§ YOUR TASK
Copy every record below exactly as it appears.

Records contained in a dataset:
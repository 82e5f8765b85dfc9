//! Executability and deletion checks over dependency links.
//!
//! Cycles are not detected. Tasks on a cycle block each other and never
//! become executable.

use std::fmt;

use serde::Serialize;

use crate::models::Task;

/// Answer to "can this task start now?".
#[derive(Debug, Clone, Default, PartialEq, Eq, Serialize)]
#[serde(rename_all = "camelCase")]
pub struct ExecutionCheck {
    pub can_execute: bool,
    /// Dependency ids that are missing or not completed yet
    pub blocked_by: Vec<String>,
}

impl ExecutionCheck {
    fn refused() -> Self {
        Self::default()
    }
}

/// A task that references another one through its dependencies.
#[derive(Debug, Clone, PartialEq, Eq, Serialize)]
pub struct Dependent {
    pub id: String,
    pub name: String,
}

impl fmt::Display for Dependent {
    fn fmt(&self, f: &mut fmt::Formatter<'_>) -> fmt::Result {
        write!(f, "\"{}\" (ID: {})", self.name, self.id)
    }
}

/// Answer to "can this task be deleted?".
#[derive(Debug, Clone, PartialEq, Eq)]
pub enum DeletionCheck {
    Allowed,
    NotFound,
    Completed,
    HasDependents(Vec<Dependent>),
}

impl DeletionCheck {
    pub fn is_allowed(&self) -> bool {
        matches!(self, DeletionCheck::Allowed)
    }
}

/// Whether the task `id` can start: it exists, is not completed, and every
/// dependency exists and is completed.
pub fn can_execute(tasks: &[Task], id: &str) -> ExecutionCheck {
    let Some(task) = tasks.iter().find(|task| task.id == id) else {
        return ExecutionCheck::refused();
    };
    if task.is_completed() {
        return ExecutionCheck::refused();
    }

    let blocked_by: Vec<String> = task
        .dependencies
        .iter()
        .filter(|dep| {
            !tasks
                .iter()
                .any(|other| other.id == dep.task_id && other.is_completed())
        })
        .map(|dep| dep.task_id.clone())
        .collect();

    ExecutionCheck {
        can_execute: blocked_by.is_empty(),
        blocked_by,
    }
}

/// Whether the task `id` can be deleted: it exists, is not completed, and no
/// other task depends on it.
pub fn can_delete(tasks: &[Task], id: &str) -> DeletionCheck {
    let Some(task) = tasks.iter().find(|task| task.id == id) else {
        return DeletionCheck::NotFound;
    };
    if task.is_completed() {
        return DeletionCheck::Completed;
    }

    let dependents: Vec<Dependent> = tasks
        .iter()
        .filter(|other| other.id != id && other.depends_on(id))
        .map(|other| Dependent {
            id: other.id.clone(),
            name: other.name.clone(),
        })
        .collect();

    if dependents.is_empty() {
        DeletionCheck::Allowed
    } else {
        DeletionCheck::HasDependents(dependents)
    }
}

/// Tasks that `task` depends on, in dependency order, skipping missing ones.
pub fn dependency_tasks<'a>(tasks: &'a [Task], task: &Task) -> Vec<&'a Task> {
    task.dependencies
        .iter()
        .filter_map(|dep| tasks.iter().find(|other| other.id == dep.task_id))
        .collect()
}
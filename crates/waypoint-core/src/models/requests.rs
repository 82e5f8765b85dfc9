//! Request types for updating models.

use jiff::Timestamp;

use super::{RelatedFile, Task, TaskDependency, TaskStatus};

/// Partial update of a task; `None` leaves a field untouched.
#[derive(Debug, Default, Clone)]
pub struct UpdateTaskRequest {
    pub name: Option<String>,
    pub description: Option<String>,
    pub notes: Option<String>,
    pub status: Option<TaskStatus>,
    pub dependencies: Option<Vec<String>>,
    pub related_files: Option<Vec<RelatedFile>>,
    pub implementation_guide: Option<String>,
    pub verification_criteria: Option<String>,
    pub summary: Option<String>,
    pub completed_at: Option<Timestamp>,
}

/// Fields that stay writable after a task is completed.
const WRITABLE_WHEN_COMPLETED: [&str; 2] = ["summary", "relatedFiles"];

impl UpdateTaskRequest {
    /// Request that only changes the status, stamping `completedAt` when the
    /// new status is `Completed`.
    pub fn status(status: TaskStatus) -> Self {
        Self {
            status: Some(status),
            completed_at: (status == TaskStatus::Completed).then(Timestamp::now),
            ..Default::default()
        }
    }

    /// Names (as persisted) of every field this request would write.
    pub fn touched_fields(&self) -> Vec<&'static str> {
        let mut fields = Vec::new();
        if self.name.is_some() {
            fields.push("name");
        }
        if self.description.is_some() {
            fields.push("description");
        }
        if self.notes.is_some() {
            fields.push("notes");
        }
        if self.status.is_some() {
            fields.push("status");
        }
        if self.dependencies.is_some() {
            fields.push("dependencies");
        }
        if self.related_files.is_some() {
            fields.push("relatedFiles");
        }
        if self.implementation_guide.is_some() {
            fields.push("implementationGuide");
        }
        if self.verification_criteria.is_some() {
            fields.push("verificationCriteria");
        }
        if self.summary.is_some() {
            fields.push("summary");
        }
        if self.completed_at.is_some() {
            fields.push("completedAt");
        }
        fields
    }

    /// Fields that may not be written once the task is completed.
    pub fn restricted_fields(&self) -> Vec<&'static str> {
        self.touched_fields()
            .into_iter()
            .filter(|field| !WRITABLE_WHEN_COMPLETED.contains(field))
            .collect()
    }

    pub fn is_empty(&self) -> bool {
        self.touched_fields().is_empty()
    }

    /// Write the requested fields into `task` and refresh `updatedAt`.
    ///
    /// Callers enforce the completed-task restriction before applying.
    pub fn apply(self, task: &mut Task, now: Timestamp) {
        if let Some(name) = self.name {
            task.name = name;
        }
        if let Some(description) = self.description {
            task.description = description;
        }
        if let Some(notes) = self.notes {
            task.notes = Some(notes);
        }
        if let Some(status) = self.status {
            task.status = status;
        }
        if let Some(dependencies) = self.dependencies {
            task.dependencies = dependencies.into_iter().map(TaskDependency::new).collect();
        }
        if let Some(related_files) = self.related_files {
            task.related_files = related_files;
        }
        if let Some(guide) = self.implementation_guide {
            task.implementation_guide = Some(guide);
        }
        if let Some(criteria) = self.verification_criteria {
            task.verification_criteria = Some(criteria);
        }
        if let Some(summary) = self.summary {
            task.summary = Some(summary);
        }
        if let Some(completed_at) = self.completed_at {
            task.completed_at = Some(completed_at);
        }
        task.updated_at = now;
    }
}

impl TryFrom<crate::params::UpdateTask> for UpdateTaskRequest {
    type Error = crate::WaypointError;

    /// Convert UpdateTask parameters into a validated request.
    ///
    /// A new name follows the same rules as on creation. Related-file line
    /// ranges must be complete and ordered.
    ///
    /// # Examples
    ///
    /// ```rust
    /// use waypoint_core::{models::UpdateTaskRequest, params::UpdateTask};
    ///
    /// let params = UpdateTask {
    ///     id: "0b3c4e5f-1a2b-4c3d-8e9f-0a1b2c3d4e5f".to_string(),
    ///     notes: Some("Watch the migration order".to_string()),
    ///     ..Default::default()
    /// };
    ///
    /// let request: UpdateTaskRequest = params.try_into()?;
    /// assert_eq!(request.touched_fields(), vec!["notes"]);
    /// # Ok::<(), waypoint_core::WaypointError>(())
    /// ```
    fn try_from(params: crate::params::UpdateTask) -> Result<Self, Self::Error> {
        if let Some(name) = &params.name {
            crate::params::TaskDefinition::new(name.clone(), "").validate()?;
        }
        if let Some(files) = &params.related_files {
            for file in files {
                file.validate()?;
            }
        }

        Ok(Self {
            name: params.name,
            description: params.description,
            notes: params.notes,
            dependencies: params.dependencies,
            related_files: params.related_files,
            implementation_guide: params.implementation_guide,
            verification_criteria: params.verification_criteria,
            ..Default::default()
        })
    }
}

§ RESULT OF THIS EXERCISE
repository 82e5f8765b85dfc9
//! Executability and deletion checks over dependency links.
//!
//! Cycles are not detected. Tasks on a cycle block each other and never
//! become executable.

use std::fmt;

use serde::Serialize;

use crate::models::Task;

/// Answer to "can this task start now?".
#[derive(Debug, Clone, Default, PartialEq, Eq, Serialize)]
#[serde(rename_all = "camelCase")]
pub struct ExecutionCheck {
    pub can_execute: bool,
    /// Dependency ids that are missing or not completed yet
    pub blocked_by: Vec<String>,
}

impl ExecutionCheck {
    fn refused() -> Self {
        Self::default()
    }
}

/// A task that references another one through its dependencies.
#[derive(Debug, Clone, PartialEq, Eq, Serialize)]
pub struct Dependent {
    pub id: String,
    pub name: String,
}

impl fmt::Display for Dependent {
    fn fmt(&self, f: &mut fmt::Formatter<'_>) -> fmt::Result {
        write!(f, "\"{}\" (ID: {})", self.name, self.id)
    }
}

/// Answer to "can this task be deleted?".
#[derive(Debug, Clone, PartialEq, Eq)]
pub enum DeletionCheck {
    Allowed,
    NotFound,
    Completed,
    HasDependents(Vec<Dependent>),
}

impl DeletionCheck {
    pub fn is_allowed(&self) -> bool {
        matches!(self, DeletionCheck::Allowed)
    }
}

/// Whether the task `id` can start: it exists, is not completed, and every
/// dependency exists and is completed.
pub fn can_execute(tasks: &[Task], id: &str) -> ExecutionCheck {
    let Some(task) = tasks.iter().find(|task| task.id == id) else {
        return ExecutionCheck::refused();
    };
    if task.is_completed() {
        return ExecutionCheck::refused();
    }

    let blocked_by: Vec<String> = task
        .dependencies
        .iter()
        .filter(|dep| {
            !tasks
                .iter()
                .any(|other| other.id == dep.task_id && other.is_completed())
        })
        .map(|dep| dep.task_id.clone())
        .collect();

    ExecutionCheck {
        can_execute: blocked_by.is_empty(),
        blocked_by,
    }
}

/// Whether the task `id` can be deleted: it exists, is not completed, and no
/// other task depends on it.
pub fn can_delete(tasks: &[Task], id: &str) -> DeletionCheck {
    let Some(task) = tasks.iter().find(|task| task.id == id) else {
        return DeletionCheck::NotFound;
    };
    if task.is_completed() {
        return DeletionCheck::Completed;
    }

    let dependents: Vec<Dependent> = tasks
        .iter()
        .filter(|other| other.id != id && other.depends_on(id))
        .map(|other| Dependent {
            id: other.id.clone(),
            name: other.name.clone(),
        })
        .collect();

    if dependents.is_empty() {
        DeletionCheck::Allowed
    } else {
        DeletionCheck::HasDependents(dependents)
    }
}

/// Tasks that `task` depends on, in dependency order, skipping missing ones.
pub fn dependency_tasks<'a>(tasks: &'a [Task], task: &Task) -> Vec<&'a Task> {
    task.dependencies
        .iter()
        .filter_map(|dep| tasks.iter().find(|other| other.id == dep.task_id))
        .collect()
}
filename crates/waypoint-core/src/models/requests.rs
repository 82e5f8765b85dfc9
//! Request types for updating models.

use jiff::Timestamp;

use super::{RelatedFile, Task, TaskDependency, TaskStatus};

/// Partial update of a task; `None` leaves a field untouched.
#[derive(Debug, Default, Clone)]
pub struct UpdateTaskRequest {
    pub name: Option<String>,
    pub description: Option<String>,
    pub notes: Option<String>,
    pub status: Option<TaskStatus>,
    pub dependencies: Option<Vec<String>>,
    pub related_files: Option<Vec<RelatedFile>>,
    pub implementation_guide: Option<String>,
    pub verification_criteria: Option<String>,
    pub summary: Option<String>,
    pub completed_at: Option<Timestamp>,
}

/// Fields that stay writable after a task is completed.
const WRITABLE_WHEN_COMPLETED: [&str; 2] = ["summary", "relatedFiles"];

impl UpdateTaskRequest {
    /// Request that only changes the status, stamping `completedAt` when the
    /// new status is `Completed`.
    pub fn status(status: TaskStatus) -> Self {
        Self {
            status: Some(status),
            completed_at: (status == TaskStatus::Completed).then(Timestamp::now),
            ..Default::default()
        }
    }

    /// Names (as persisted) of every field this request would write.
    pub fn touched_fields(&self) -> Vec<&'static str> {
        let mut fields = Vec::new();
        if self.name.is_some() {
            fields.push("name");
        }
        if self.description.is_some() {
            fields.push("description");
        }
        if self.notes.is_some() {
            fields.push("notes");
        }
        if self.status.is_some() {
            fields.push("status");
        }
        if self.dependencies.is_some() {
            fields.push("dependencies");
        }
        if self.related_files.is_some() {
            fields.push("relatedFiles");
        }
        if self.implementation_guide.is_some() {
            fields.push("implementationGuide");
        }
        if self.verification_criteria.is_some() {
            fields.push("verificationCriteria");
        }
        if self.summary.is_some() {
            fields.push("summary");
        }
        if self.completed_at.is_some() {
            fields.push("completedAt");
        }
        fields
    }

    /// Fields that may not be written once the task is completed.
    pub fn restricted_fields(&self) -> Vec<&'static str> {
        self.touched_fields()
            .into_iter()
            .filter(|field| !WRITABLE_WHEN_COMPLETED.contains(field))
            .collect()
    }

    pub fn is_empty(&self) -> bool {
        self.touched_fields().is_empty()
    }

    /// Write the requested fields into `task` and refresh `updatedAt`.
    ///
    /// Callers enforce the completed-task restriction before applying.
    pub fn apply(self, task: &mut Task, now: Timestamp) {
        if let Some(name) = self.name {
            task.name = name;
        }
        if let Some(description) = self.description {
            task.description = description;
        }
        if let Some(notes) = self.notes {
            task.notes = Some(notes);
        }
        if let Some(status) = self.status {
            task.status = status;
        }
        if let Some(dependencies) = self.dependencies {
            task.dependencies = dependencies.into_iter().map(TaskDependency::new).collect();
        }
        if let Some(related_files) = self.related_files {
            task.related_files = related_files;
        }
        if let Some(guide) = self.implementation_guide {
            task.implementation_guide = Some(guide);
        }
        if let Some(criteria) = self.verification_criteria {
            task.verification_criteria = Some(criteria);
        }
        if let Some(summary) = self.summary {
            task.summary = Some(summary);
        }
        if let Some(completed_at) = self.completed_at {
            task.completed_at = Some(completed_at);
        }
        task.updated_at = now;
    }
}

impl TryFrom<crate::params::UpdateTask> for UpdateTaskRequest {
    type Error = crate::WaypointError;

    /// Convert UpdateTask parameters into a validated request.
    ///
    /// A new name follows the same rules as on creation. Related-file line
    /// ranges must be complete and ordered.
    ///
    /// # Examples
    ///
    /// ```rust
    /// use waypoint_core::{models::UpdateTaskRequest, params::UpdateTask};
    ///
    /// let params = UpdateTask {
    ///     id: "0b3c4e5f-1a2b-4c3d-8e9f-0a1b2c3d4e5f".to_string(),
    ///     notes: Some("Watch the migration order".to_string()),
    ///     ..Default::default()
    /// };
    ///
    /// let request: UpdateTaskRequest = params.try_into()?;
    /// assert_eq!(request.touched_fields(), vec!["notes"]);
    /// # Ok::<(), waypoint_core::WaypointError>(())
    /// ```
    fn try_from(params: crate::params::UpdateTask) -> Result<Self, Self::Error> {
        if let Some(name) = &params.name {
            crate::params::TaskDefinition::new(name.clone(), "").validate()?;
        }
        if let Some(files) = &params.related_files {
            for file in files {
                file.validate()?;
            }
        }

        Ok(Self {
            name: params.name,
            description: params.description,
            notes: params.notes,
            dependencies: params.dependencies,
            related_files: params.related_files,
            implementation_guide: params.implementation_guide,
            verification_criteria: params.verification_criteria,
            ..Default::default()
        })
    }
}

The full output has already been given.